La situación que hallaba el nuevo gobernante no podía ser más pavorosa, pues exceptuándose México, Veracruz, Durango, Chihuahua, Acapulco y la fortaleza de San Carlos de Perote, toda la Nueva España se encontraba libre del dominio español. Viendo esta situación, O´Donojú le envía dos cartas a Iturbide, una oficial y la otra particular, por medio de las cuales acuerdan reunirse en la villa de Córdoba.
El primer jefe del ejército llegó a Córdoba al anochecer el 23 de Agosto; el pueblo salió en masa a recibirlo, estaban de fiesta al tener la presencia de tan grande héroe en la pequeña villa, desenganchó Iturbide las mulas de su carruaje y sustituyéndolas con la fuerza de sus brazos, lo llevo así hasta el alojamiento que había preparado, iluminando los vecinos sus casas y aclamando entusiasmados a su huésped.
O´Donojú había llegado a la villa en la mañana del día 23. En presencia de una gran multitud Iturbide y O´Donojú se abrazaron y dieron muestras de cordial amistad, y el primero pasó en seguida a saludar a la señora O´Donojú.
Al día siguiente, 24 de agosto, después de oír misa ambos jefes, Iturbide acompañado de su secretario Domínguez Manzo, se dirigió al alojamiento de O´Donojú, y antes de tratar el asunto que ahí los tenía reunidos y que era de importancia excepcional, le dijo:
-“Supuestas la buena fe y armonía con que nos conducimos en este negocio, creo que será muy fácil cosa que desatemos el nudo sin romperlo”
Los asuntos del tratado y sus principales puntos fueron resueltos con prontitud, siendo que no eran más que la confirmación del plan de Iguala, con la modificación de que si Fernando VII o los infantes se rehusaban a tomar el trono, los diputados de la junta provisional gubernativa podían elegir un monarca.
El día 13 de septiembre se reunieron en la ciudad de México el entonces aun virrey Apodaca, Iturbide y Juan O´Donojú para acordar los actos que se llevarían a cabo para dar por terminados los tratados de Córdoba.
El día 25 de ese mismo mes, don Juan O´Donojú asume el virreinato con todos los honores acostumbrados, pero con su mente intranquila, puesto que sabía la situación que el país estaba atravesando y que no le duraría mucho el gusto de estar en el poder.

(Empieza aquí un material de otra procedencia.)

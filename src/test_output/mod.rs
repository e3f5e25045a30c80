//! Test-harness output parsing
//!
//! Two report grammars are recognized independently over the same lines:
//! behaviour-style (cucumber) reports and the standard libtest harness. Each
//! grammar is a pure state machine returning `None` when it saw nothing it
//! recognizes. When both match, their results are added together.

pub mod cucumber;
pub mod harness;

use serde::Serialize;

/// Lines of failure detail kept per failure
pub const MAX_DETAIL_LINES: usize = 5;

#[derive(Debug, Clone, Copy, PartialEq, Eq, Serialize)]
#[serde(rename_all = "lowercase")]
pub enum TestFormat {
    Cucumber,
    Standard,
    Mixed,
    Unknown,
}

#[derive(Debug, Clone, PartialEq, Eq, Serialize)]
pub struct TestFailure {
    pub name: String,
    /// Step that failed, for behaviour-style reports
    pub step: Option<String>,
    pub error: String,
}

#[derive(Debug, Clone, PartialEq, Eq, Serialize)]
pub struct TestOutcome {
    pub format: TestFormat,
    pub passed: u32,
    pub failed: u32,
    pub skipped: u32,
    pub failures: Vec<TestFailure>,
}

impl TestOutcome {
    pub fn new(format: TestFormat) -> Self {
        Self {
            format,
            passed: 0,
            failed: 0,
            skipped: 0,
            failures: Vec::new(),
        }
    }

    pub fn total(&self) -> u32 {
        self.passed
            .saturating_add(self.failed)
            .saturating_add(self.skipped)
    }

    /// Add another sub-run's counts and failures to this one
    pub fn absorb(&mut self, other: TestOutcome) {
        self.passed = self.passed.saturating_add(other.passed);
        self.failed = self.failed.saturating_add(other.failed);
        self.skipped = self.skipped.saturating_add(other.skipped);
        self.failures.extend(other.failures);
    }
}

/// Parse free-text stdout lines followed by stderr
///
/// Returns `None` when no test output was detected, which is normal for a
/// run that only compiled.
pub fn parse_test_output(text_lines: &[&str], stderr: &str) -> Option<TestOutcome> {
    let lines: Vec<&str> = text_lines
        .iter()
        .copied()
        .chain(stderr.lines())
        .collect();
    if lines.is_empty() {
        return None;
    }

    let behaviour = cucumber::parse(&lines);
    let standard = harness::parse(&lines);

    match (behaviour, standard) {
        (Some(mut behaviour), Some(standard)) => {
            behaviour.format = TestFormat::Mixed;
            behaviour.absorb(standard);
            Some(behaviour)
        }
        (Some(outcome), None) | (None, Some(outcome)) => Some(outcome),
        (None, None) => None,
    }
}

/// Keep the first few detail lines and note how many were dropped
pub(crate) fn truncate_detail(lines: &[String]) -> String {
    let mut text = lines
        .iter()
        .take(MAX_DETAIL_LINES)
        .cloned()
        .collect::<Vec<_>>()
        .join("\n");
    if lines.len() > MAX_DETAIL_LINES {
        text.push_str(&format!(
            "\n  ... ({} more lines)",
            lines.len() - MAX_DETAIL_LINES
        ));
    }
    text
}
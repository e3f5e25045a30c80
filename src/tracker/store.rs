//! On-disk tracker file for one project

use std::fs;
use std::io::ErrorKind;
use std::path::{Path, PathBuf};

use super::types::TrackerState;
use crate::error::{DiagError, DiagResult, ErrorCode};

const TRACKER_PREFIX: &str = "cargo-tracker-";

/// Loads and saves the tracker state of a single project
#[derive(Debug, Clone)]
pub struct TrackerStore {
    path: PathBuf,
}

impl TrackerStore {
    /// Store for `project` inside `state_dir`
    pub fn new(state_dir: &Path, project: &str) -> Self {
        let file_name = format!("{}{}.json", TRACKER_PREFIX, sanitize_name(project));
        Self {
            path: state_dir.join(file_name),
        }
    }

    pub fn path(&self) -> &Path {
        &self.path
    }

    /// Read the saved state
    ///
    /// A missing file is a first run. An unreadable or corrupt file is
    /// logged and replaced by an empty state on the next save.
    pub fn load(&self) -> TrackerState {
        let contents = match fs::read_to_string(&self.path) {
            Ok(contents) => contents,
            Err(e) if e.kind() == ErrorKind::NotFound => return TrackerState::default(),
            Err(e) => {
                tracing::warn!("Cannot read tracker file {}: {}", self.path.display(), e);
                return TrackerState::default();
            }
        };

        match serde_json::from_str(&contents) {
            Ok(state) => state,
            Err(e) => {
                tracing::warn!(
                    "Tracker file {} is corrupted, starting fresh: {}",
                    self.path.display(),
                    e
                );
                TrackerState::default()
            }
        }
    }

    /// Write the state through a temp file and rename it into place
    pub fn save(&self, state: &TrackerState) -> DiagResult<()> {
        if let Some(parent) = self.path.parent() {
            fs::create_dir_all(parent).map_err(|e| self.io_error("create state directory", e))?;
        }

        let json = serde_json::to_string_pretty(state).map_err(|e| {
            DiagError::storage(
                ErrorCode::STORAGE_SERIALIZATION_ERROR,
                "Failed to serialize tracker state",
                Some(self.path.clone()),
            )
            .with_source(e)
        })?;

        let temp_file = self.path.with_extension("json.tmp");
        fs::write(&temp_file, json).map_err(|e| self.io_error("write temp tracker file", e))?;
        fs::rename(&temp_file, &self.path).map_err(|e| self.io_error("rename tracker file", e))?;

        tracing::debug!("Saved tracker state to {}", self.path.display());
        Ok(())
    }

    /// Delete the tracker file, returning whether one existed
    pub fn reset(&self) -> DiagResult<bool> {
        match fs::remove_file(&self.path) {
            Ok(()) => {
                tracing::info!("Reset tracker {}", self.path.display());
                Ok(true)
            }
            Err(e) if e.kind() == ErrorKind::NotFound => Ok(false),
            Err(e) => Err(self.io_error("remove tracker file", e)),
        }
    }

    fn io_error(&self, action: &str, e: std::io::Error) -> DiagError {
        DiagError::storage(
            ErrorCode::STORAGE_IO_ERROR,
            format!("Failed to {}", action),
            Some(self.path.clone()),
        )
        .with_source(e)
    }
}

/// Keep only characters that are safe in a file name
pub fn sanitize_name(name: &str) -> String {
    let cleaned: String = name
        .chars()
        .map(|c| {
            if c.is_ascii_alphanumeric() || c == '-' || c == '_' {
                c
            } else {
                '_'
            }
        })
        .collect();
    if cleaned.is_empty() {
        "project".to_string()
    } else {
        cleaned
    }
}

#[cfg(test)]
mod tests {
    use super::*;
    use crate::cargo::{CompiledScope, DiagnosticEntry, Level};
    use crate::tracker::apply_run;
    use chrono::Utc;
    use tempfile::TempDir;

    fn sample_state() -> TrackerState {
        let mut state = TrackerState::default();
        let diags = [
            DiagnosticEntry {
                code: "E0432".to_string(),
                level: Level::Error,
                message: "unresolved import `crate::gone`".to_string(),
                file: "src/lib.rs".to_string(),
                line: 2,
                column: 5,
                suggestion: Some("crate::here".to_string()),
            },
            DiagnosticEntry {
                code: "unused_variables".to_string(),
                level: Level::Warning,
                message: "unused variable: `x`".to_string(),
                file: "src/main.rs".to_string(),
                line: 8,
                column: 9,
                suggestion: None,
            },
        ];
        apply_run(&mut state, &diags, "demo", &CompiledScope::Unrestricted, Utc::now());
        apply_run(&mut state, &diags[..1], "demo", &CompiledScope::Unrestricted, Utc::now());
        state
    }

    #[test]
    fn test_round_trip_preserves_everything() {
        let temp_dir = TempDir::new().unwrap();
        let store = TrackerStore::new(temp_dir.path(), "demo");
        let state = sample_state();

        store.save(&state).unwrap();
        let loaded = store.load();

        assert_eq!(loaded, state);
        assert_eq!(loaded.run_count, 2);
        assert!(loaded.diagnostics["unused_variables::src/main.rs:8"].fixed_at.is_some());
        assert!(!temp_dir.path().join("cargo-tracker-demo.json.tmp").exists());
    }

    #[test]
    fn test_missing_and_corrupt_files_load_empty() {
        let temp_dir = TempDir::new().unwrap();
        let store = TrackerStore::new(temp_dir.path(), "demo");
        assert_eq!(store.load(), TrackerState::default());

        fs::write(store.path(), "{ not json").unwrap();
        assert_eq!(store.load(), TrackerState::default());

        store.save(&sample_state()).unwrap();
        assert_eq!(store.load().run_count, 2);
    }

    #[test]
    fn test_reset_removes_file() {
        let temp_dir = TempDir::new().unwrap();
        let store = TrackerStore::new(temp_dir.path(), "demo");
        assert!(!store.reset().unwrap());

        store.save(&sample_state()).unwrap();
        assert!(store.reset().unwrap());
        assert!(!store.path().exists());
    }

    #[test]
    fn test_file_name_is_sanitized() {
        let store = TrackerStore::new(Path::new("/state"), "my crate/../x");
        assert_eq!(
            store.path(),
            Path::new("/state/cargo-tracker-my_crate____x.json")
        );
        assert_eq!(sanitize_name(""), "project");
    }
}
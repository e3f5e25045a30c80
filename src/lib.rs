//! # cargo-diag
//!
//! Runs a cargo command under a watchdog and condenses its output into a
//! short, grouped report that remembers what was fixed since the last run.
//!
//! ## Usage
//!
//! ```bash
//! cargo diag check [-p crate] [--include-warnings] [--show-fixed] [--fresh]
//! cargo diag test [--compile-only] [--manifest-path path/to/Cargo.toml]
//! ```
//!
//! ## Modules
//!
//! - `subprocess` - Process runner abstraction and the supervised cargo runner
//! - `cargo` - Cargo command line, JSON message stream and diagnostic decoding
//! - `test_output` - Test harness output parsing (libtest and cucumber)
//! - `tracker` - Cross-run diagnostic tracking persisted as JSON
//! - `report` - Plain-text report rendering
//! - `session` - One invocation from cargo launch to report
//! - `project` - Workspace discovery and project identity
//! - `config` - Layered configuration
//! - `error` - Error types and codes
pub mod cargo;
pub mod config;
pub mod error;
pub mod project;
pub mod report;
pub mod session;
pub mod subprocess;
pub mod test_output;
pub mod tracker;
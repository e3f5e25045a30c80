//! Wire types for cargo's `--message-format=json` stream
//!
//! Only the fields this tool reads are modelled. Every field is defaulted so
//! that records from older or newer cargo versions still decode.

use serde::Deserialize;

/// One line of cargo's structured output, discriminated by `reason`
#[derive(Debug, Clone, Deserialize)]
#[serde(tag = "reason", rename_all = "kebab-case")]
pub enum CargoMessage {
    CompilerArtifact(ArtifactMessage),
    CompilerMessage(CompilerMessage),
    #[serde(other)]
    Other,
}

impl CargoMessage {
    /// Decode a single line; malformed or non-record lines yield `None`
    pub fn parse(line: &str) -> Option<Self> {
        let line = line.trim();
        if !line.starts_with('{') {
            return None;
        }
        serde_json::from_str(line).ok()
    }
}

#[derive(Debug, Clone, Deserialize)]
pub struct ArtifactMessage {
    /// Missing freshness is treated as fresh, i.e. not rebuilt
    #[serde(default = "default_fresh")]
    pub fresh: bool,
    #[serde(default)]
    pub target: ArtifactTarget,
}

fn default_fresh() -> bool {
    true
}

#[derive(Debug, Clone, Default, Deserialize)]
pub struct ArtifactTarget {
    #[serde(default)]
    pub name: String,
    #[serde(default)]
    pub src_path: String,
}

#[derive(Debug, Clone, Deserialize)]
pub struct CompilerMessage {
    pub message: RustcDiagnostic,
}

/// A rustc diagnostic; children share the same shape
#[derive(Debug, Clone, Default, Deserialize)]
pub struct RustcDiagnostic {
    #[serde(default)]
    pub message: String,
    #[serde(default)]
    pub code: Option<DiagnosticCode>,
    #[serde(default)]
    pub level: String,
    #[serde(default)]
    pub spans: Vec<DiagnosticSpan>,
    #[serde(default)]
    pub children: Vec<RustcDiagnostic>,
}

impl RustcDiagnostic {
    pub fn code_str(&self) -> Option<&str> {
        self.code.as_ref().and_then(|c| c.code.as_deref())
    }
}

#[derive(Debug, Clone, Default, Deserialize)]
pub struct DiagnosticCode {
    #[serde(default)]
    pub code: Option<String>,
}

#[derive(Debug, Clone, Default, Deserialize)]
pub struct DiagnosticSpan {
    #[serde(default)]
    pub file_name: String,
    #[serde(default)]
    pub line_start: u32,
    #[serde(default)]
    pub column_start: u32,
    #[serde(default)]
    pub is_primary: bool,
    #[serde(default)]
    pub suggested_replacement: Option<String>,
}

/// Captured stdout separated into structured records and free text
#[derive(Debug, Default, Clone, PartialEq, Eq)]
pub struct SplitOutput<'a> {
    /// Trimmed lines that decode as JSON objects
    pub structured: Vec<&'a str>,
    /// Everything else that is not blank, untrimmed
    pub text: Vec<&'a str>,
}

/// Separate structured records from free-text lines (test harness output)
pub fn split_output(raw: &str) -> SplitOutput<'_> {
    let mut split = SplitOutput::default();
    for line in raw.lines() {
        let stripped = line.trim();
        if stripped.is_empty() {
            continue;
        }
        if is_json_object(stripped) {
            split.structured.push(stripped);
        } else {
            split.text.push(line);
        }
    }
    split
}

fn is_json_object(line: &str) -> bool {
    line.starts_with('{')
        && serde_json::from_str::<serde_json::Map<String, serde_json::Value>>(line).is_ok()
}

#[cfg(test)]
mod tests {
    use super::*;

    #[test]
    fn test_parse_artifact_defaults_to_fresh() {
        let msg = CargoMessage::parse(r#"{"reason":"compiler-artifact","target":{"name":"x"}}"#);
        match msg {
            Some(CargoMessage::CompilerArtifact(a)) => {
                assert!(a.fresh);
                assert_eq!(a.target.name, "x");
                assert!(a.target.src_path.is_empty());
            }
            other => panic!("unexpected {:?}", other),
        }
    }

    #[test]
    fn test_parse_compiler_message() {
        let line = r#"{"reason":"compiler-message","package_id":"p","message":{"message":"cannot find value `x`","code":{"code":"E0425","explanation":"..."},"level":"error","spans":[{"file_name":"src/main.rs","line_start":3,"line_end":3,"column_start":5,"column_end":6,"is_primary":true,"suggested_replacement":null}],"children":[],"rendered":"error"}}"#;
        match CargoMessage::parse(line) {
            Some(CargoMessage::CompilerMessage(m)) => {
                assert_eq!(m.message.code_str(), Some("E0425"));
                assert_eq!(m.message.level, "error");
                assert_eq!(m.message.spans[0].line_start, 3);
                assert!(m.message.spans[0].is_primary);
            }
            other => panic!("unexpected {:?}", other),
        }
    }

    #[test]
    fn test_parse_unknown_reason_and_garbage() {
        assert!(matches!(
            CargoMessage::parse(r#"{"reason":"build-finished","success":true}"#),
            Some(CargoMessage::Other)
        ));
        assert!(CargoMessage::parse("test foo ... ok").is_none());
        assert!(CargoMessage::parse(r#"{"reason":"compiler-message"#).is_none());
        assert!(CargoMessage::parse(r#"{"no_reason":1}"#).is_none());
    }

    #[test]
    fn test_null_code_is_none() {
        let line = r#"{"reason":"compiler-message","message":{"message":"aborting due to 2 previous errors","code":null,"level":"error","spans":[],"children":[]}}"#;
        match CargoMessage::parse(line) {
            Some(CargoMessage::CompilerMessage(m)) => assert_eq!(m.message.code_str(), None),
            other => panic!("unexpected {:?}", other),
        }
    }

    #[test]
    fn test_split_output() {
        let raw = "{\"reason\":\"build-finished\",\"success\":true}\n\nrunning 1 test\n  {not json\ntest a ... ok\n";
        let split = split_output(raw);
        assert_eq!(split.structured, vec![r#"{"reason":"build-finished","success":true}"#]);
        assert_eq!(split.text, vec!["running 1 test", "  {not json", "test a ... ok"]);
    }
}
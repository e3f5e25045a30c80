//! Standard libtest harness grammar

use once_cell::sync::Lazy;
use regex::Regex;
use std::collections::HashMap;

use super::{truncate_detail, TestFailure, TestFormat, TestOutcome};

static RESULT_REGEX: Lazy<Regex> = Lazy::new(|| {
    Regex::new(r"^test\s+(\S+)\s+\.\.\.\s+(ok|FAILED|ignored)").expect("Valid regex pattern")
});

static SUMMARY_REGEX: Lazy<Regex> = Lazy::new(|| {
    Regex::new(r"^test result:\s+(ok|FAILED)\.\s+(\d+)\s+passed;\s+(\d+)\s+failed;\s+(\d+)\s+ignored")
        .expect("Valid regex pattern")
});

static DETAIL_MARKER_REGEX: Lazy<Regex> =
    Lazy::new(|| Regex::new(r"^---- (\S+) stdout ----$").expect("Valid regex pattern"));

const FAILURES_MARKER: &str = "failures:";

#[derive(Debug, Default, Clone, Copy, PartialEq, Eq)]
struct Counts {
    passed: u32,
    failed: u32,
    ignored: u32,
}

impl Counts {
    fn add(&mut self, other: Counts) {
        self.passed = self.passed.saturating_add(other.passed);
        self.failed = self.failed.saturating_add(other.failed);
        self.ignored = self.ignored.saturating_add(other.ignored);
    }
}

#[derive(Debug, Default)]
struct Machine {
    counts: Counts,
    /// Incremental tallying stops at the first summary
    summarized: bool,
    recognized: bool,
    failed_names: Vec<String>,
    in_failures: bool,
    capturing: Option<String>,
    details: HashMap<String, Vec<String>>,
}

impl Machine {
    fn feed(&mut self, line: &str) {
        if let Some(caps) = RESULT_REGEX.captures(line) {
            self.recognized = true;
            let status = &caps[2];
            if !self.summarized {
                match status {
                    "ok" => self.counts.passed = self.counts.passed.saturating_add(1),
                    "FAILED" => self.counts.failed = self.counts.failed.saturating_add(1),
                    _ => self.counts.ignored = self.counts.ignored.saturating_add(1),
                }
            }
            if status == "FAILED" {
                self.failed_names.push(caps[1].to_string());
            }
            return;
        }

        if let Some(caps) = SUMMARY_REGEX.captures(line) {
            self.recognized = true;
            let parsed = Counts {
                passed: caps[2].parse().unwrap_or(0),
                failed: caps[3].parse().unwrap_or(0),
                ignored: caps[4].parse().unwrap_or(0),
            };
            if self.summarized {
                self.counts.add(parsed);
            } else {
                self.summarized = true;
                self.counts = parsed;
            }
            self.in_failures = false;
            self.capturing = None;
            return;
        }

        let trimmed = line.trim();
        if trimmed == FAILURES_MARKER {
            // libtest repeats the marker before listing names; stop capturing there
            self.in_failures = true;
            self.capturing = None;
            return;
        }
        if !self.in_failures {
            return;
        }

        if let Some(caps) = DETAIL_MARKER_REGEX.captures(trimmed) {
            let name = caps[1].to_string();
            self.details.insert(name.clone(), Vec::new());
            self.capturing = Some(name);
            return;
        }

        if let Some(name) = &self.capturing {
            if !trimmed.is_empty() && !trimmed.starts_with("----") {
                self.details
                    .entry(name.clone())
                    .or_default()
                    .push(trimmed.to_string());
            }
        }
    }

    fn finish(self) -> Option<TestOutcome> {
        if !self.recognized {
            return None;
        }
        let failures = self
            .failed_names
            .into_iter()
            .map(|name| {
                let error = self
                    .details
                    .get(&name)
                    .map(|lines| truncate_detail(lines))
                    .unwrap_or_default();
                TestFailure {
                    name,
                    step: None,
                    error,
                }
            })
            .collect();

        Some(TestOutcome {
            format: TestFormat::Standard,
            passed: self.counts.passed,
            failed: self.counts.failed,
            skipped: self.counts.ignored,
            failures,
        })
    }
}

/// Parse libtest output, `None` when no result or summary line appears
pub fn parse(lines: &[&str]) -> Option<TestOutcome> {
    let mut machine = Machine::default();
    for line in lines {
        machine.feed(line);
    }
    machine.finish()
}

El jueves 27 de septiembre de 1821, a 217 días de su proclamación en Iguala, el ejercito trigarante entró muy ufano a la ciudad de los palacios, la cual estaba ataviada de la mejor manera que es posible imaginarse, adornadas todas las fachadas con los colores de la bandera confeccionada en Iguala por el humilde sastre Don Magdaleno Ocampo, la bandera trigarante era sostenida muy en alto, y ondeaba a plenitud.
Después de la entrada del ejercito, O´Donojú e Iturbide presenciaron el desfile de las tropas libertarias. Posteriormente se dirigieron a la catedral primada de México, donde se llevaron a cabo las solemnes celebraciones litúrgicas de acción de gracias, por la culminación de una lucha que duró 11 años; con este acto quedaba prácticamente consumada la independencia de nuestro país, fruto del plan de Iguala, proclamado y firmado por Iturbide y Vicente Guerrero.